[Stored items]
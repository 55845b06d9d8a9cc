// src/error.rs
//! Error taxonomy for the analysis engine.
//!
//! Per-item analysis failures never surface here: the analyzer converts them
//! into fallback records. These types cover the remaining cases — a broken
//! client call (recovered by the analyzer), a misconfigured batch, and a
//! tokenizer backend that cannot be built.

use thiserror::Error;

/// Failure of a single model-service call, after retries.
#[derive(Debug, Error)]
pub enum ClientError {
    #[error("API key is missing (set OPENAI_API_KEY or configure api_key)")]
    MissingApiKey,

    #[error("HTTP transport error: {0}")]
    Http(#[from] reqwest::Error),

    #[error("API returned status {status}: {message}")]
    Api { status: u16, message: String },

    #[error("response did not match the expected schema: {0}")]
    Schema(String),
}

impl ClientError {
    /// Transport errors and throttling/server statuses are worth another try;
    /// schema violations and auth problems are not.
    pub fn is_retryable(&self) -> bool {
        match self {
            ClientError::Http(_) => true,
            ClientError::Api { status, .. } => *status == 429 || *status >= 500,
            _ => false,
        }
    }
}

/// Batch-level failure. Individual item failures are not represented here;
/// they degrade to fallback rows inside the table.
#[derive(Debug, Error)]
pub enum BatchError {
    #[error("max_concurrent_tasks must be at least 1")]
    Config,

    #[error("analysis task did not complete: {0}")]
    Join(#[from] tokio::task::JoinError),

    #[error("batch was cancelled before every item completed")]
    Cancelled,
}

#[derive(Debug, Error)]
pub enum TokenizeError {
    #[error("tokenizer backend failed: {0}")]
    Backend(String),
}
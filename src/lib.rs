// src/lib.rs
// Public library surface for integration tests (and potential reuse).

pub mod aggregate;
pub mod analyzer;
pub mod bootstrap;
pub mod client;
pub mod config;
pub mod error;
pub mod model;
pub mod scheduler;
pub mod tokenize;

// ---- Re-exports for stable public API ----
pub use crate::aggregate::{annotate, summarize, COMMENTARY_FAILURE_TEXT};
pub use crate::analyzer::ItemAnalyzer;
pub use crate::bootstrap::AnalysisRuntime;
pub use crate::client::{extract, CompletionRequest, MockClient, ModelClient, OpenAiClient};
pub use crate::config::AppSettings;
pub use crate::error::{BatchError, ClientError, TokenizeError};
pub use crate::model::{
    AnalyzedItem, EmotionScores, ItemAnalysis, ModerationVerdict, PerItemResult,
    ReportCommentary, ResultTable, Sentiment, SummaryAggregate, SurveyAnalysis,
};
pub use crate::scheduler::{run_batch, ProgressSink};
pub use crate::tokenize::{SplitMode, Tokenizer, TokenizerRegistry};

/// Initialize tracing for demos and ad-hoc runs; honors RUST_LOG.
/// Safe to call more than once — later calls are ignored.
pub fn init_tracing() {
    use tracing_subscriber::EnvFilter;
    let _ = tracing_subscriber::fmt()
        .with_env_filter(EnvFilter::from_default_env())
        .try_init();
}
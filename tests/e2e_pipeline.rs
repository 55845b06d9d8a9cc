// tests/e2e_pipeline.rs
// Full pipeline smoke test against the mock client: batch → summary →
// commentary, plus the fallback behaviors visible at the runtime surface.

use std::sync::Arc;

use survey_insight::client::MockClient;
use survey_insight::{AnalysisRuntime, AppSettings, Sentiment, COMMENTARY_FAILURE_TEXT};

fn runtime_with(mock: Arc<MockClient>) -> AnalysisRuntime {
    let settings = AppSettings {
        api_key: "test-key".into(),
        max_concurrent_tasks: 3,
        ..AppSettings::default()
    };
    AnalysisRuntime::with_client(settings, mock)
}

#[tokio::test]
async fn batch_summary_and_commentary_flow() {
    let mock = Arc::new(MockClient::new());
    let runtime = runtime_with(mock.clone());

    let texts = vec![
        "価格に満足しています".to_string(),
        "".to_string(),
        "デザインが気に入りました".to_string(),
    ];
    let table = runtime.run_batch(texts, None).await.unwrap();
    assert_eq!(table.len(), 3);
    assert!(table.rows[1].result.is_fallback(), "empty text degrades");

    let summary = runtime.summarize(&table, "「自由記述」列の回答").unwrap();
    let positive = summary
        .sentiment_counts
        .iter()
        .find(|(s, _)| *s == Sentiment::Positive)
        .map(|(_, n)| *n)
        .unwrap();
    assert_eq!(positive, 2);
    // The mock classifies everything as 価格; the empty row adds 無回答.
    assert!(summary.topic_counts.iter().any(|(t, _)| t == "価格"));
    assert!(summary.topic_counts.iter().any(|(t, _)| t == "無回答"));
    // Empty text contributes nothing to the clouds.
    assert!(summary.wordcloud.all.iter().all(|w| !w.is_empty()));

    let commentary = runtime.annotate(&summary).await;
    assert_eq!(commentary.action_items.len(), 3);
    assert_eq!(commentary.summary_text, "要約");

    // Flattened rows for the export sink keep the prefixed columns.
    let rows = table.to_rows();
    assert_eq!(rows.len(), 3);
    assert_eq!(rows[0]["analysis_sentiment"], "positive");
    assert_eq!(rows[1]["fallback"], true);
}

#[tokio::test]
async fn commentary_failure_yields_placeholder_not_error() {
    // Every commentary request carries this header, so the mock always fails.
    let mock = Arc::new(MockClient::failing_on("アンケート分析結果データ"));
    let runtime = runtime_with(mock);

    let table = runtime
        .run_batch(vec!["良い商品".to_string()], None)
        .await
        .unwrap();
    let summary = runtime.summarize(&table, "回答").unwrap();
    let commentary = runtime.annotate(&summary).await;

    assert_eq!(commentary.summary_text, COMMENTARY_FAILURE_TEXT);
    assert_eq!(commentary.sentiment_commentary, COMMENTARY_FAILURE_TEXT);
    assert_eq!(commentary.topics_commentary, COMMENTARY_FAILURE_TEXT);
    assert_eq!(commentary.action_items, vec!["N/A".to_string()]);
}
// src/tokenize.rs
//! Japanese tokenization behind a stable trait.
//!
//! Two backends: a morphological analyzer (lindera + embedded IPADIC, behind
//! the `lindera` feature) that yields part-of-speech tags and dictionary
//! lemmas, and a Unicode word-boundary fallback that keeps the word-cloud
//! path working without the dictionary build.
//!
//! Tokenizer construction is expensive, so instances are cached per split
//! mode in a caller-owned [`TokenizerRegistry`] — no hidden globals.

use std::collections::{HashMap, HashSet};
use std::fmt;
use std::sync::{Arc, Mutex};

use once_cell::sync::Lazy;
use serde::{Deserialize, Serialize};
use unicode_segmentation::UnicodeSegmentation;

use crate::error::TokenizeError;

/// Split granularity, mirroring Sudachi's A/B/C convention: A is the finest
/// segmentation, C the coarsest. Purely a tuning knob; no mode is "correct".
#[derive(Debug, Clone, Copy, PartialEq, Eq, Hash, Serialize, Deserialize)]
pub enum SplitMode {
    A,
    B,
    C,
}

impl Default for SplitMode {
    fn default() -> Self {
        SplitMode::B
    }
}

impl SplitMode {
    pub fn parse(s: &str) -> Option<SplitMode> {
        match s.trim() {
            "A" | "a" => Some(SplitMode::A),
            "B" | "b" => Some(SplitMode::B),
            "C" | "c" => Some(SplitMode::C),
            _ => None,
        }
    }
}

impl fmt::Display for SplitMode {
    fn fmt(&self, f: &mut fmt::Formatter<'_>) -> fmt::Result {
        match self {
            SplitMode::A => write!(f, "A"),
            SplitMode::B => write!(f, "B"),
            SplitMode::C => write!(f, "C"),
        }
    }
}

/// Coarse part-of-speech group of a token.
#[derive(Debug, Clone, Copy, PartialEq, Eq, Serialize, Deserialize)]
pub enum PosGroup {
    Noun,
    Verb,
    Adjective,
    Other,
    /// Backend could not tag the token (Unicode fallback, unknown words).
    Untagged,
}

impl PosGroup {
    /// Whether the token should feed the word clouds: only nouns, verbs and
    /// adjectives qualify. Untagged tokens do not — backends without POS
    /// information report `tags_pos() == false` and skip this gate entirely.
    pub fn is_content_word(&self) -> bool {
        matches!(self, PosGroup::Noun | PosGroup::Verb | PosGroup::Adjective)
    }
}

/// One token: surface form, coarse POS group, and dictionary base form
/// (falls back to the surface form when the backend has no lemma).
#[derive(Debug, Clone, Serialize, Deserialize)]
pub struct Token {
    pub surface: String,
    pub pos: PosGroup,
    pub lemma: String,
}

/// Trait for tokenizers that convert text into tokens. Implementations must
/// be safe to call concurrently; they are shared across analysis tasks.
pub trait Tokenizer: Send + Sync {
    fn tokenize(&self, text: &str) -> Result<Vec<Token>, TokenizeError>;

    /// Whether this backend emits real part-of-speech tags. When false the
    /// word-cloud path skips the POS gate instead of filtering on `Untagged`.
    fn tags_pos(&self) -> bool;

    /// Backend name for diagnostics.
    fn name(&self) -> &'static str;
}

/// Bundled Japanese stopword list, applied only in the word-cloud path.
static STOPWORDS: Lazy<HashSet<&'static str>> = Lazy::new(|| {
    include_str!("../stopwords_ja.txt")
        .lines()
        .map(str::trim)
        .filter(|w| !w.is_empty() && !w.starts_with('#'))
        .collect()
});

pub fn is_stopword(word: &str) -> bool {
    STOPWORDS.contains(word)
}

// ------------------------------------------------------------
// Unicode word-boundary fallback
// ------------------------------------------------------------

/// Segments on Unicode word boundaries (UAX #29). No POS tags or lemmas;
/// every token comes back `Untagged` with its surface as the lemma.
#[derive(Debug, Clone, Default)]
pub struct UnicodeWordTokenizer;

impl UnicodeWordTokenizer {
    pub fn new() -> Self {
        UnicodeWordTokenizer
    }
}

impl Tokenizer for UnicodeWordTokenizer {
    fn tokenize(&self, text: &str) -> Result<Vec<Token>, TokenizeError> {
        Ok(text
            .unicode_words()
            .map(|w| Token {
                surface: w.to_string(),
                pos: PosGroup::Untagged,
                lemma: w.to_string(),
            })
            .collect())
    }

    fn tags_pos(&self) -> bool {
        false
    }

    fn name(&self) -> &'static str {
        "unicode_word"
    }
}

// ------------------------------------------------------------
// Lindera morphological backend (feature `lindera`)
// ------------------------------------------------------------

#[cfg(feature = "lindera")]
mod morphological {
    use super::*;
    use lindera::dictionary::{load_dictionary_from_kind, DictionaryKind};
    use lindera::mode::{Mode, Penalty};
    use lindera::segmenter::Segmenter;
    use lindera::tokenizer::Tokenizer as LinderaInner;

    /// Morphological tokenizer over the embedded IPADIC dictionary.
    ///
    /// The three split modes map onto lindera's compound handling: A uses an
    /// aggressive decompose penalty (shortest units), B the default penalty,
    /// C dictionary units unchanged.
    pub struct LinderaTokenizer {
        inner: LinderaInner,
    }

    impl LinderaTokenizer {
        pub fn new(mode: SplitMode) -> Result<Self, TokenizeError> {
            let dictionary = load_dictionary_from_kind(DictionaryKind::IPADIC)
                .map_err(|e| TokenizeError::Backend(e.to_string()))?;
            let lindera_mode = match mode {
                SplitMode::A => Mode::Decompose(Penalty {
                    kanji_penalty_length_threshold: 1,
                    kanji_penalty_length_penalty: 6000,
                    other_penalty_length_threshold: 4,
                    other_penalty_length_penalty: 3400,
                }),
                SplitMode::B => Mode::Decompose(Penalty::default()),
                SplitMode::C => Mode::Normal,
            };
            let segmenter = Segmenter::new(lindera_mode, dictionary, None);
            Ok(Self {
                inner: LinderaInner::new(segmenter),
            })
        }
    }

    fn pos_group(tag: &str) -> PosGroup {
        match tag {
            "名詞" => PosGroup::Noun,
            "動詞" => PosGroup::Verb,
            "形容詞" => PosGroup::Adjective,
            "UNK" => PosGroup::Untagged,
            _ => PosGroup::Other,
        }
    }

    impl super::Tokenizer for LinderaTokenizer {
        fn tokenize(&self, text: &str) -> Result<Vec<Token>, TokenizeError> {
            let mut tokens = self
                .inner
                .tokenize(text)
                .map_err(|e| TokenizeError::Backend(e.to_string()))?;
            Ok(tokens
                .iter_mut()
                .map(|t| {
                    let surface = t.text.to_string();
                    let details = t.details();
                    let pos = details.first().map(|d| pos_group(d)).unwrap_or(PosGroup::Untagged);
                    // IPADIC detail slot 6 is the dictionary base form; "*"
                    // means none recorded.
                    let lemma = match details.get(6) {
                        Some(base) if *base != "*" => base.to_string(),
                        _ => surface.clone(),
                    };
                    Token {
                        surface,
                        pos,
                        lemma,
                    }
                })
                .collect())
        }

        fn tags_pos(&self) -> bool {
            true
        }

        fn name(&self) -> &'static str {
            "lindera_ipadic"
        }
    }
}

#[cfg(feature = "lindera")]
pub use morphological::LinderaTokenizer;

// ------------------------------------------------------------
// Registry
// ------------------------------------------------------------

/// Construct-once-per-mode cache of tokenizer instances. There are only
/// three valid modes, so the map never grows past three entries. Owned by
/// the caller and passed by reference into the scheduler and aggregator.
pub struct TokenizerRegistry {
    cache: Mutex<HashMap<SplitMode, Arc<dyn Tokenizer>>>,
}

impl TokenizerRegistry {
    pub fn new() -> Self {
        Self {
            cache: Mutex::new(HashMap::new()),
        }
    }

    /// Fetch (building on first use) the tokenizer for `mode`.
    pub fn get(&self, mode: SplitMode) -> Result<Arc<dyn Tokenizer>, TokenizeError> {
        let mut cache = self.cache.lock().expect("poisoned tokenizer cache");
        if let Some(tok) = cache.get(&mode) {
            return Ok(Arc::clone(tok));
        }
        let built = build_backend(mode)?;
        cache.insert(mode, Arc::clone(&built));
        Ok(built)
    }
}

impl Default for TokenizerRegistry {
    fn default() -> Self {
        Self::new()
    }
}

#[cfg(feature = "lindera")]
fn build_backend(mode: SplitMode) -> Result<Arc<dyn Tokenizer>, TokenizeError> {
    Ok(Arc::new(LinderaTokenizer::new(mode)?))
}

#[cfg(not(feature = "lindera"))]
fn build_backend(_mode: SplitMode) -> Result<Arc<dyn Tokenizer>, TokenizeError> {
    Ok(Arc::new(UnicodeWordTokenizer::new()))
}

/// Space-joined surface forms, the shape the classification prompt receives.
pub fn join_surfaces(tokens: &[Token]) -> String {
    tokens
        .iter()
        .map(|t| t.surface.as_str())
        .collect::<Vec<_>>()
        .join(" ")
}
// src/config.rs
use std::{env, fs, path::Path};

use serde::{Deserialize, Serialize};

use crate::tokenize::SplitMode;

fn default_model() -> String {
    "gpt-4o-mini".to_string()
}

fn default_max_concurrent_tasks() -> usize {
    5
}

/// Engine settings, loadable from environment/.env or a JSON file.
#[derive(Debug, Clone, Serialize, Deserialize)]
pub struct AppSettings {
    /// "ENV" means: read from OPENAI_API_KEY.
    pub api_key: String,
    #[serde(default = "default_model")]
    pub model: String,
    #[serde(default = "default_max_concurrent_tasks")]
    pub max_concurrent_tasks: usize,
    #[serde(default)]
    pub split_mode: SplitMode,
}

impl Default for AppSettings {
    fn default() -> Self {
        Self {
            api_key: String::new(),
            model: default_model(),
            max_concurrent_tasks: default_max_concurrent_tasks(),
            split_mode: SplitMode::default(),
        }
    }
}

impl AppSettings {
    /// Load from process environment, reading `.env` first if present.
    /// Recognized variables: OPENAI_API_KEY, SURVEY_MODEL,
    /// MAX_CONCURRENT_TASKS, SPLIT_MODE.
    pub fn from_env() -> Self {
        let _ = dotenvy::dotenv();
        let mut cfg = AppSettings {
            api_key: env::var("OPENAI_API_KEY").unwrap_or_default(),
            ..AppSettings::default()
        };
        if let Ok(model) = env::var("SURVEY_MODEL") {
            if !model.trim().is_empty() {
                cfg.model = model;
            }
        }
        if let Ok(raw) = env::var("MAX_CONCURRENT_TASKS") {
            if let Ok(n) = raw.trim().parse::<usize>() {
                cfg.max_concurrent_tasks = n;
            }
        }
        if let Ok(raw) = env::var("SPLIT_MODE") {
            if let Some(mode) = SplitMode::parse(&raw) {
                cfg.split_mode = mode;
            }
        }
        cfg
    }

    /// Load from a JSON file. `api_key = "ENV"` defers to OPENAI_API_KEY.
    pub fn load_from_file<P: AsRef<Path>>(path: P) -> anyhow::Result<Self> {
        let data = fs::read_to_string(path)?;
        let mut cfg: AppSettings = serde_json::from_str(&data)?;

        if cfg.api_key.trim().eq_ignore_ascii_case("env") {
            cfg.api_key = env::var("OPENAI_API_KEY")
                .map_err(|_| anyhow::anyhow!("Missing OPENAI_API_KEY env var"))?;
        }

        Ok(cfg)
    }
}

**TASK DIRECTIONS**:
Among the records above, extract exactly the lines from the line with "fn tags_pos(&self) -> bool;" to the line with "static STOPWORDS: Lazy<HashSet<&'static", both lines included, and leave out the rest.

**RESPONSE TO THE EXERCISE**:
    fn tags_pos(&self) -> bool;

    /// Backend name for diagnostics.
    fn name(&self) -> &'static str;
}

/// Bundled Japanese stopword list, applied only in the word-cloud path.
static STOPWORDS: Lazy<HashSet<&'static str>> = Lazy::new(|| {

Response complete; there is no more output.